Gibson
da Costa
Porque
um estudante, recentemente, pediu-me uma breve explicação de minha
“didática” – com o que imagino que quisesse se referir a
minhas perspectivas linguísticas e pedagógicas –, exponho
brevemente, aqui, as compreensões linguísticas que trago à minha
prática pedagógica e, consequentemente, às minhas abordagens em
sala de aula.
O
ensino de língua na escola, em minha compreensão e prática,
fundamenta-se sobre três eixos básicos: a leitura, a
produção textual (escrita) e a análise linguística.

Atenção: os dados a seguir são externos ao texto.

//! Simple undirected graphs in canonical edge-list form.

use serde::{Deserialize, Serialize};

/// A simple undirected graph on vertices `0..vertices`.
///
/// Canonical form: every edge `(u, v)` has `u < v`, and the edge list is
/// strictly ascending. Generators always emit canonical graphs; decoders
/// reject anything else so that two equal graphs always hash equally.
#[derive(Debug, Clone, Default, Serialize, Deserialize, PartialEq, Eq)]
pub struct Graph {
    /// Number of vertices.
    pub vertices: u32,
    /// Sorted, duplicate-free edge list.
    pub edges: Vec<(u32, u32)>,
}

impl Graph {
    /// Build a canonical graph from arbitrary edges.
    ///
    /// Endpoints are ordered, the list is sorted and duplicates are removed.
    /// Self-loops and out-of-range endpoints are reported as errors.
    pub fn from_edges(
        vertices: u32,
        edges: impl IntoIterator<Item = (u32, u32)>,
    ) -> Result<Self, String> {
        let mut canonical = Vec::new();
        for (a, b) in edges {
            if a == b {
                return Err(format!("self-loop on vertex {a}"));
            }
            if a >= vertices || b >= vertices {
                return Err(format!(
                    "edge ({a}, {b}) references a vertex outside 0..{vertices}"
                ));
            }
            canonical.push((a.min(b), a.max(b)));
        }
        canonical.sort_unstable();
        canonical.dedup();
        Ok(Self {
            vertices,
            edges: canonical,
        })
    }

    /// Number of unordered vertex pairs, i.e. the edge count of the complete graph.
    pub fn max_edges(vertices: u32) -> u64 {
        let n = u64::from(vertices);
        n * n.saturating_sub(1) / 2
    }

    pub fn edge_count(&self) -> usize {
        self.edges.len()
    }

    /// Adjacency test in `O(log m)` on the canonical edge list.
    pub fn has_edge(&self, a: u32, b: u32) -> bool {
        if a == b {
            return false;
        }
        self.edges.binary_search(&(a.min(b), a.max(b))).is_ok()
    }

    /// Check the canonical-form invariants.
    pub fn validate(&self) -> Result<(), String> {
        let mut previous: Option<(u32, u32)> = None;
        for &(u, v) in &self.edges {
            if u >= v {
                return Err(format!("edge ({u}, {v}) is not ordered as u < v"));
            }
            if v >= self.vertices {
                return Err(format!(
                    "edge ({u}, {v}) references a vertex outside 0..{}",
                    self.vertices
                ));
            }
            if let Some(prev) = previous {
                if prev >= (u, v) {
                    return Err(format!(
                        "edge list is not strictly ascending at ({u}, {v})"
                    ));
                }
            }
            previous = Some((u, v));
        }
        Ok(())
    }
}

#[cfg(test)]
mod tests {
    use super::*;

    #[test]
    fn from_edges_orders_sorts_and_dedups() {
        let graph = Graph::from_edges(4, [(3, 1), (0, 2), (1, 3), (2, 0)]).unwrap();
        assert_eq!(graph.edges, vec![(0, 2), (1, 3)]);
        assert!(graph.validate().is_ok());
    }

    #[test]
    fn from_edges_rejects_loops_and_out_of_range() {
        assert!(Graph::from_edges(3, [(1, 1)]).unwrap_err().contains("self-loop"));
        assert!(Graph::from_edges(3, [(0, 3)])
            .unwrap_err()
            .contains("outside 0..3"));
    }

    #[test]
    fn has_edge_is_symmetric() {
        let graph = Graph::from_edges(3, [(0, 1)]).unwrap();
        assert!(graph.has_edge(0, 1));
        assert!(graph.has_edge(1, 0));
        assert!(!graph.has_edge(1, 2));
        assert!(!graph.has_edge(1, 1));
    }

    #[test]
    fn validate_flags_non_canonical_lists() {
        let unordered = Graph {
            vertices: 3,
            edges: vec![(1, 0)],
        };
        assert!(unordered.validate().is_err());

        let duplicated = Graph {
            vertices: 3,
            edges: vec![(0, 1), (0, 1)],
        };
        assert!(duplicated
            .validate()
            .unwrap_err()
            .contains("strictly ascending"));

        let escaping = Graph {
            vertices: 2,
            edges: vec![(0, 2)],
        };
        assert!(escaping.validate().is_err());
    }

    #[test]
    fn max_edges_handles_tiny_graphs() {
        assert_eq!(Graph::max_edges(0), 0);
        assert_eq!(Graph::max_edges(1), 0);
        assert_eq!(Graph::max_edges(4), 6);
    }
}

Os três se inter-relacionam, já que não podem, isoladamente, “dar
conta” do desempenho linguístico esperado duma pessoa
escolarizada.
As
expectativas sociais relacionados ao ensino de língua na escola
geralmente podem se resumir em ajudar os estudantes a ler e
escrever “bem”. Pessoalmente, entretanto,
prefiro pensar que meu objetivo, enquanto professor de língua –
mas também enquanto professor das humanidades –, seja o de
facilitar a ampliação de competências linguísticas e outras
dos (e pelos) alunos.
Em
minha compreensão, não cabe apenas ao professor de língua a
facilitação da ampliação de competências linguísticas. Tudo o
que fazemos no meio educacional é linguístico; todos – estudantes
e professores dos mais diferentes componentes curriculares –,
afinal, dependemos da língua (em qualquer de suas formas) para a
realização do processo de ensino-aprendizagem. Assim, professores
de todos os diferentes componentes curriculares (as “matérias”

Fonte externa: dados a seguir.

#![doc = include_str!("../README.md")]

pub mod batch;
pub mod dir;
pub mod memory;

use std::path::PathBuf;

use certlab_kernel::{
    verify, Certificate, Instance, InstanceId, KernelError, VerificationResult, VerifyError,
};
use thiserror::Error;

pub use batch::{default_workers, verify_batch};
pub use dir::{load_instance_file, DirStore};
pub use memory::MemoryStore;

/// Errors raised by an [`InstanceStore`].
#[derive(Debug, Error)]
pub enum StoreError {
    #[error("instance '{id}' not found in store")]
    NotFound { id: String },
    #[error("I/O error at {}: {source}", path.display())]
    Io {
        path: PathBuf,
        #[source]
        source: std::io::Error,
    },
    #[error("failed to decode instance at {location}: {source}")]
    Decode {
        location: String,
        #[source]
        source: KernelError,
    },
    #[error("failed to encode instance '{id}': {source}")]
    Encode {
        id: String,
        #[source]
        source: KernelError,
    },
    #[error("instance '{id}' already exists with different content")]
    Conflict { id: String },
}

impl StoreError {
    pub(crate) fn io(path: impl Into<PathBuf>, source: std::io::Error) -> Self {
        StoreError::Io {
            path: path.into(),
            source,
        }
    }
}

/// What a successful [`InstanceStore::put`] did.
#[derive(Debug, Clone, Copy, PartialEq, Eq)]
pub enum PutOutcome {
    /// A new record was written.
    Written,
    /// A byte-identical record was already stored under this id.
    Unchanged,
}

/// Persistent home of instance records.
///
/// Records are immutable once written: a `put` either stores a complete
/// record, leaves an identical one untouched, or fails without leaving a
/// partial record behind.
pub trait InstanceStore {
    /// Persist `instance` under its id.
    ///
    /// # Returns
    /// [`PutOutcome::Unchanged`] if identical bytes are already stored,
    /// [`StoreError::Conflict`] if different bytes are.
    fn put(&mut self, instance: &Instance) -> Result<PutOutcome, StoreError>;

    /// Load and integrity-check the instance stored under `id`.
    fn get(&self, id: &InstanceId) -> Result<Instance, StoreError>;

    fn contains(&self, id: &InstanceId) -> Result<bool, StoreError>;

    /// All stored ids, sorted.
    fn ids(&self) -> Result<Vec<InstanceId>, StoreError>;
}

/// Failure to produce a verification result for a certificate resolved
/// through a store.
#[derive(Debug, Error)]
pub enum CheckError {
    #[error(transparent)]
    Verify(#[from] VerifyError),
    #[error(transparent)]
    Store(StoreError),
    #[error("verification worker panicked")]
    WorkerPanicked,
}

impl From<StoreError> for CheckError {
    fn from(err: StoreError) -> Self {
        match err {
            StoreError::NotFound { id } => CheckError::Verify(VerifyError::InstanceNotFound { id }),
            other => CheckError::Store(other),
        }
    }
}

/// Look up the instance a certificate references and verify it.
///
/// A missing instance is reported as [`VerifyError::InstanceNotFound`];
/// unreadable or corrupt records stay store errors.
pub fn verify_in_store<S>(
    store: &S,
    certificate: &Certificate,
) -> Result<VerificationResult, CheckError>
where
    S: InstanceStore + ?Sized,
{
    let instance = store.get(&certificate.instance_id)?;
    Ok(verify(&instance, certificate)?)
}
#![no_main]
use std::collections::BTreeMap;

use certlab_kernel::{check, Certificate, GeneratorInfo, Graph, Instance, InstanceId, Payload};
use chrono::{TimeZone, Utc};
use libfuzzer_sys::fuzz_target;

fn house() -> Instance {
    let graph = Graph::from_edges(5, [(0, 1), (1, 2), (2, 3), (3, 4), (4, 0), (0, 2)])
        .expect("static graph is canonical");
    Instance::new(
        InstanceId::parse("fuzz").expect("static id is valid"),
        0,
        0,
        Utc.with_ymd_and_hms(2024, 1, 1, 0, 0, 0).unwrap(),
        GeneratorInfo {
            tool: "fuzz".into(),
            version: "0".into(),
            model: "house".into(),
            parameters: BTreeMap::new(),
        },
        Payload::Graph(graph),
    )
}

fuzz_target!(|data: &[u8]| {
    if let Ok(s) = std::str::from_utf8(data) {
        // Decoding and checking must never panic, whatever the witness holds.
        if let Ok(mut certificate) = Certificate::from_json(s) {
            let _ = certificate.sha256();
            certificate.instance_id = InstanceId::parse("fuzz").unwrap();
            let _ = check(&house(), &certificate);
        }
        let _ = Certificate::from_jsonl(s);
    }
});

escolares) são, de alguma forma, também professores
de língua – por mais que não possuam formação linguística
específica, que não percebam isso ou que não sejam vistos como
tais.
Também
é importante deixar claro que não enxergo o trabalho do professor
como sinônimo de um simples “ensinador” – se com o
verbo “ensinar” refira-se a alguém que despeje seu conhecimento
sobre mentes vazias e incompetentes. Não. O trabalho do professor,
em minha compreensão, é o de facilitar a ampliação
daquelas habilidades e competências que os estudantes trazem para a
escola. Ou seja, aquilo que chamamos de “ensino” não
consiste em “transmitir” ou “transferir” informações aos
estudantes (como se os estudantes não passassem de antenas);
mas, sim, em ajudar os estudantes a ampliarem o conhecimento que
já têm do mundo – no caso específico da língua, a ampliarem
sua compreensão, conhecimento e uso em função, por exemplo, dos
diferentes contextos nos quais podem se encontrar em suas relações
sociais.
O
ensino linguístico – assim como o ensino de qualquer outro campo
escolar – pode oferecer um caminho de libertação intelectual
ou, contrariamente, um caminho de prisão a tradições que
rejeitam todo o conjunto de conhecimentos que se têm desenvolvido
nos últimos séculos. O ensino de língua, talvez mais do que
qualquer outro campo, tem sido – muitas vezes – um território
onde velhos preconceitos culturais e sociais insistem em permanecer
no meio escolar. Assim, muitas vezes, o autoritarismo hierárquico
se esconde por trás duma visão de “gramática” que
rejeita, por exemplo, pesquisas linguísticas e psicológicas sobre o
fenômeno linguístico; se esconde por trás duma visão do que seja
“literatura” que rejeita estudos acadêmicos sobre o fazer
literário.
A
escola, em minha visão, é o ambiente onde o conhecimento não
especializado do estudante deve se encontrar e ser alargado pelo
conhecimento especializado do campo de dado componente curricular.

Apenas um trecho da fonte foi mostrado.